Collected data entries
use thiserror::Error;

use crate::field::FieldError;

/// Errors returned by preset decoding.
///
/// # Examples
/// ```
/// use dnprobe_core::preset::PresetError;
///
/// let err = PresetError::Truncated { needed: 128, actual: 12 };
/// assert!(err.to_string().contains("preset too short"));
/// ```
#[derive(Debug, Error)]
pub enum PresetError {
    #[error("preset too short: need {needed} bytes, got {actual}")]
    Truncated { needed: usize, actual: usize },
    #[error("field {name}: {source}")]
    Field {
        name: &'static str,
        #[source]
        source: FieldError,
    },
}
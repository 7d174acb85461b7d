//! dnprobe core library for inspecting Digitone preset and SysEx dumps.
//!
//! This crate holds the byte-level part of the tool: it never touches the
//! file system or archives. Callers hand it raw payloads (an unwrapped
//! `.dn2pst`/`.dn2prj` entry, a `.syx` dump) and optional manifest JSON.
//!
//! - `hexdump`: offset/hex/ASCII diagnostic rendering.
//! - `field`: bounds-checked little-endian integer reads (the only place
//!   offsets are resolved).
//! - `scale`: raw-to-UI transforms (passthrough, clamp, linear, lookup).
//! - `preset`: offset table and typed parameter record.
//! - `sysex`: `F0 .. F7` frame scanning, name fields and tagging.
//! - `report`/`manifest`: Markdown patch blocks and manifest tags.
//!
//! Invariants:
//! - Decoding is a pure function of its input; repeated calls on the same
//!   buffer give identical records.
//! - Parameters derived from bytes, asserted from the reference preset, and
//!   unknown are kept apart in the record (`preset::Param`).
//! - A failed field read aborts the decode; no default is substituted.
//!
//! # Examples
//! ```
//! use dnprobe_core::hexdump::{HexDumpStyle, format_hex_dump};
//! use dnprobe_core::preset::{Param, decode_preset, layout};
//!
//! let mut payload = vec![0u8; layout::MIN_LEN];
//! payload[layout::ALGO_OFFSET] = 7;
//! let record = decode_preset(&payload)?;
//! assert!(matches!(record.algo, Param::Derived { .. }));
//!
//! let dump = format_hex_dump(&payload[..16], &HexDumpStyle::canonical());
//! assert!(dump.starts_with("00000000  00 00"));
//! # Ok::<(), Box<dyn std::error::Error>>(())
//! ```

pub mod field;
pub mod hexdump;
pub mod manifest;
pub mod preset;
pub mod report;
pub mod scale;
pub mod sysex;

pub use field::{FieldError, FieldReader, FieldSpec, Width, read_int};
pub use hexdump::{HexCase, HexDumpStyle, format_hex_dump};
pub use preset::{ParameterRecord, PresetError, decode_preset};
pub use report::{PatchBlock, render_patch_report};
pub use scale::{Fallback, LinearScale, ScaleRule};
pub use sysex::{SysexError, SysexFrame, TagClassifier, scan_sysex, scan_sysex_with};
---
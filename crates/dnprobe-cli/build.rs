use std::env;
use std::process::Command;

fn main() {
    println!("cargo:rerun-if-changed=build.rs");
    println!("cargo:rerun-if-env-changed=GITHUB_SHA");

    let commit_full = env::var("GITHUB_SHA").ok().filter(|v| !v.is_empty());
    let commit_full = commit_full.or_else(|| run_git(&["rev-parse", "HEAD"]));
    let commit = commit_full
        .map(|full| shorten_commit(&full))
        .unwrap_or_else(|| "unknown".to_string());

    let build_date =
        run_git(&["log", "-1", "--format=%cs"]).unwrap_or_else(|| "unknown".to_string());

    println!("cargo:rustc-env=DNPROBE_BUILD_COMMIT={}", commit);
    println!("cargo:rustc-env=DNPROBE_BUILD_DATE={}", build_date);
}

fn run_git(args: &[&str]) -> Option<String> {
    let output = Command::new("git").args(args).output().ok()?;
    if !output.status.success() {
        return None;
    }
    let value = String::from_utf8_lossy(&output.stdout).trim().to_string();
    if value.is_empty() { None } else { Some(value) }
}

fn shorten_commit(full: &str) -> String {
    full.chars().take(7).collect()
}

• **PROBLEM**
Scan the data above for the string "needed". Copy every line in which it appears.

• **OUTPUT OF THE TASK**
/// let err = PresetError::Truncated { needed: 128, actual: 12 };
    #[error("preset too short: need {needed} bytes, got {actual}")]
    Truncated { needed: usize, actual: usize },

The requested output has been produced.